Unlike Biden, Franklin Roosevelt, Johnson and Reagan won landslide election victories that allowed them to claim support for ambitious policies (Johnson after 1964). Biden's legacy will not be defined by the worst inflation in 40 years. The bad news is that this and everything else will be overshadowed by the shocking selfishness of seeking a second term amid clearly accelerating decline.
And what about his opponents? Since 2016, Trump has specialized in policy announcements that are little more than noise. Remember his pledge to have Mexico pay for the border wall? And his promise to eliminate the national debt in eight years (not the annual budget deficit, which is highly unlikely in itself)? (In his four years in office, he's added nearly $8 trillion to the debt.) His low-key tone in response to a recent report from the Congressional Budget Office that debt payments this fiscal year will exceed defense and Medicare spending was an understandable response, if not his default stance.

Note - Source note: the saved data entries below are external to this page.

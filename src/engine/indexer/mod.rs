// ── omem Engine: Multi-View Indexer ─────────────────────────────────────────
//
// Builds the three parallel representations of one fact:
//   semantic — dense vector from the configured embedder
//   lexical  — stemmed keyword bag (lexical.rs)
//   symbolic — structured metadata + specificity (symbolic.rs)
//
// The embedder may be absent or fail; the fact is then indexed with the
// other two views only.

pub mod lexical;
pub mod symbolic;

use std::sync::Arc;

use log::warn;

use crate::atoms::types::{DiscoveredEntity, EntityType, FactViews};
use crate::providers::Embedder;

pub struct MultiViewIndexer {
    embedder: Option<Arc<dyn Embedder>>,
    max_keywords: usize,
}

impl MultiViewIndexer {
    pub fn new(embedder: Option<Arc<dyn Embedder>>, max_keywords: usize) -> Self {
        MultiViewIndexer {
            embedder,
            max_keywords,
        }
    }

    /// Build all three views for one fact.
    ///
    /// `embed_text` overrides the text sent to the embedder (the write path
    /// prefers raw user content for single-turn inputs to keep the dense
    /// view aligned with query-side embeddings).
    pub async fn index(&self, text: &str, embed_text: Option<&str>) -> FactViews {
        let embedding = match &self.embedder {
            Some(embedder) => {
                let input = embed_text.unwrap_or(text);
                match embedder.embed(input).await {
                    Ok(v) => Some(v),
                    Err(e) => {
                        warn!("[indexer] Embedding failed, fact stored without dense view: {e}");
                        None
                    }
                }
            }
            None => None,
        };

        FactViews {
            embedding,
            keywords: lexical::extract_keywords(text, self.max_keywords),
            symbolic: symbolic::extract(text),
        }
    }

    /// Entities surfaced by the symbolic view, for graph upserts.
    pub fn discovered_entities(views: &FactViews) -> Vec<DiscoveredEntity> {
        let mut out = Vec::new();
        for name in &views.symbolic.persons {
            out.push(DiscoveredEntity {
                name: name.clone(),
                kind: EntityType::Person,
            });
        }
        for name in &views.symbolic.organizations {
            out.push(DiscoveredEntity {
                name: name.clone(),
                kind: EntityType::Organization,
            });
        }
        for name in &views.symbolic.locations {
            out.push(DiscoveredEntity {
                name: name.clone(),
                kind: EntityType::Place,
            });
        }
        out
    }
}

Americans, in reaction to this year's political absurdist theater (hang on to the glory, Samuel Beckett), have believed the absurd. In a May Harris Poll, 55% said the economy is shrinking. (Gross domestic product has been growing for four years.) 49% think the S&P 500 has fallen this year. (It's up 24% in 2023, then up 14.2% after hitting a record high last week.) And 49% think the unemployment rate is at a 50-year high. (Unemployment is below 4%, near a 50-year low.)
Is it any wonder that people who hear strange things from their candidates will believe strange things? Biden's longevity and Trump's resilience suggest that a soufflé that's mostly air can actually rise again and again. This is strange.